In recent weeks, the Japanese yen has been struggling. This downturn is not just due to negative revisions of the economic outlook but also because the likelihood of a BOJ rate hike has lessened, even as anticipation grows ahead of spring wage negotiations. Those discussions were initially expected to temper the next rate hike by the central bank. However, amidst everything else that’s happening, it seems that these negotiations are becoming a minor concern at best.

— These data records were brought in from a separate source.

//! Non-fatal problems raised while mapping and exporting records
//!
//! Every diagnostic is also emitted as a `warn!` event when it is recorded.

use serde::Serialize;
use std::fmt;
use tracing::warn;

#[derive(Debug, Clone, Copy, PartialEq, Eq, Serialize)]
#[serde(rename_all = "snake_case")]
pub enum DiagnosticKind {
    /// Primary conversion failed, a fallback value was used
    DegradedField,
    /// A statement was left out of the output
    SkippedStatement,
    /// A whole record was left out of a batch export
    RecordSkipped,
}

impl fmt::Display for DiagnosticKind {
    fn fmt(&self, f: &mut fmt::Formatter<'_>) -> fmt::Result {
        let s = match self {
            DiagnosticKind::DegradedField => "degraded field",
            DiagnosticKind::SkippedStatement => "skipped statement",
            DiagnosticKind::RecordSkipped => "record skipped",
        };
        f.write_str(s)
    }
}

#[derive(Debug, Clone, PartialEq, Eq, Serialize)]
pub struct Diagnostic {
    pub kind: DiagnosticKind,
    /// Field (or record) the problem is about
    pub field: String,
    /// Offending value as text
    pub value: String,
    pub message: String,
}

impl fmt::Display for Diagnostic {
    fn fmt(&self, f: &mut fmt::Formatter<'_>) -> fmt::Result {
        write!(
            f,
            "{} for {} ('{}'): {}",
            self.kind, self.field, self.value, self.message
        )
    }
}

/// Ordered collector of diagnostics
#[derive(Debug, Clone, Default, PartialEq, Eq, Serialize)]
#[serde(transparent)]
pub struct Diagnostics {
    entries: Vec<Diagnostic>,
}

impl Diagnostics {
    pub fn new() -> Self {
        Self::default()
    }

    pub fn push(
        &mut self,
        kind: DiagnosticKind,
        field: impl Into<String>,
        value: impl Into<String>,
        message: impl Into<String>,
    ) {
        let diagnostic = Diagnostic {
            kind,
            field: field.into(),
            value: value.into(),
            message: message.into(),
        };
        warn!(
            kind = ?diagnostic.kind,
            field = %diagnostic.field,
            value = %diagnostic.value,
            "{}",
            diagnostic.message
        );
        self.entries.push(diagnostic);
    }

    pub fn degraded(&mut self, field: impl Into<String>, value: impl Into<String>, message: impl Into<String>) {
        self.push(DiagnosticKind::DegradedField, field, value, message);
    }

    pub fn skipped(&mut self, field: impl Into<String>, value: impl Into<String>, message: impl Into<String>) {
        self.push(DiagnosticKind::SkippedStatement, field, value, message);
    }

    /// Append already-recorded diagnostics without logging them again
    pub fn merge(&mut self, other: Diagnostics) {
        self.entries.extend(other.entries);
    }

    pub fn len(&self) -> usize {
        self.entries.len()
    }

    pub fn is_empty(&self) -> bool {
        self.entries.is_empty()
    }

    pub fn iter(&self) -> impl Iterator<Item = &Diagnostic> {
        self.entries.iter()
    }

    pub fn count(&self, kind: DiagnosticKind) -> usize {
        self.entries.iter().filter(|d| d.kind == kind).count()
    }
}

impl IntoIterator for Diagnostics {
    type Item = Diagnostic;
    type IntoIter = std::vec::IntoIter<Diagnostic>;

    fn into_iter(self) -> Self::IntoIter {
        self.entries.into_iter()
    }
}

#[cfg(test)]
mod tests {
    use super::*;

    #[test]
    fn test_collects_in_order() {
        let mut diags = Diagnostics::new();
        diags.degraded("routedVia", "bad:uri", "kept as string");
        diags.skipped("sourceEntityURI", "not a uri", "statement omitted");

        assert_eq!(diags.len(), 2);
        assert_eq!(diags.count(DiagnosticKind::SkippedStatement), 1);
        let kinds: Vec<_> = diags.iter().map(|d| d.kind).collect();
        assert_eq!(kinds, vec![DiagnosticKind::DegradedField, DiagnosticKind::SkippedStatement]);
    }

    #[test]
    fn test_merge_and_display() {
        let mut a = Diagnostics::new();
        let mut b = Diagnostics::new();
        b.degraded("messagesRouted", "n/a", "substituted 0.0");
        a.merge(b);
        let first = a.iter().next().unwrap();
        assert_eq!(
            first.to_string(),
            "degraded field for messagesRouted ('n/a'): substituted 0.0"
        );
    }
}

In January and February, officials in Tokyo took steps to prevent USD/JPY from increasing through speculative “interest rate checks.” Yet, they haven’t moved towards more decisive market interventions, primarily due to the ongoing tensions between the US and Iran. So far, they’ve only issued a new verbal warning.
Looking ahead, what should we expect for USD/JPY? As the 160 mark approaches, it’s clear that this is nearing the pain threshold for the MOF. It’s a line they seemed to have set weeks ago. Still, if they do decide to step into the market, choosing the right moment is essential. External factors are currently working against them, which might be a reason for a cautious approach.
While the Takaichi trade remains firmly rooted, there’s some concern that any intervention might struggle to sustain its momentum. This was evident in July 2024, when USD/JPY surpassed 160 and then dipped to around 140. By January 2025, though, the pair had bounced back to about 159 before the dollar experienced a decline.
At the moment, strong negative influences on the yen are complicating intervention efforts. This could be why Tokyo is hesitant to act right now. Perhaps, they are waiting—and hoping—that tensions in the US-Iran situation will ease soon.
Nonetheless, if USD/JPY moves closer to or above the 160 mark, it will undoubtedly test the MOF’s tolerance and patience. If traders get too enthusiastic about a rapid increase beyond that level, they may assert their influence over the market, as they’ve already effectively marked this threshold over the past couple of months.
Remember, the pair is currently hovering just over 159, its highest level since July 2024.